Bassi admitted that he had used cocaine. In addition, he had tested positive in an EMIT test, which was confirmed by GC/MS tests.

But his admitted use of cocaine did not result in his termination. Rather it was his expulsion from a compulsory drug counseling program for "non-compliance" that was the critical factor that led to his dismissal.

Bassi was expelled after he tested positive in the EMIT and GC/MS tests administered to him in August 1994 while a participant in the program.

Was this sufficient to support a determination to terminate his employment as a firefighter?

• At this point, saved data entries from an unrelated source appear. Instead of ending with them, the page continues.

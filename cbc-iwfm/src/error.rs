/// Error types for the legacy model file readers and writers
use thiserror::Error;

#[derive(Error, Debug)]
pub enum IwfmError {
    /// The structural signature that anchors a data block was not found
    #[error("{file}: expected a line containing {signature}")]
    Format { file: String, signature: String },

    /// A populated cell failed type conversion
    #[error("{file}, line {line}, column {column}: cannot read '{value}' ({reason})")]
    Parse {
        file: String,
        line: usize,
        column: String,
        value: String,
        reason: String,
    },

    /// Caller supplied an unusable parameter (e.g. zero model layers)
    #[error("Invalid argument: {0}")]
    InvalidArgument(String),

    #[error("Failed to read or write CSV: {0}")]
    Csv(#[from] csv::Error),

    #[error("IO error: {0}")]
    Io(#[from] std::io::Error),
}

/// Type alias for Results using IwfmError
pub type Result<T> = std::result::Result<T, IwfmError>;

The Appellate Division said it was, holding that it passed constitutional muster because "it was sufficiently attenuated" from the results of drug tests given to Bassi in April 1994 that had been suppressed for the purposes of making the determination to dismiss him.


The Loder Decision

The California Supreme Court has decided that public employers in California cannot require candidates for promotion to pass a test for illegal drugs in order to qualify for appointment.

Such tests, however, still may be used to screen applicants for initial appointment to positions in the public service.

The City of Glendale had required both "pre-employment and pre-promotion candidates" to pass drug and alcohol tests as a condition of appointment. The policy was challenged by Lorraine Loder, who contended that the requirement unconstitutionally violated a promotion candidate's right to privacy.

To resolve the controversy the courts applied a "balancing test" that weighted the "intrusiveness of the testing against the governmental interest served by the testing,"

The California Supreme Court distinguished between pre-employment testing and pre-promotion testing. The ruling cites guidelines adopted by the U.S. Supreme Court in Treasury Employees v Van Raab, 109 S.Ct. 1384.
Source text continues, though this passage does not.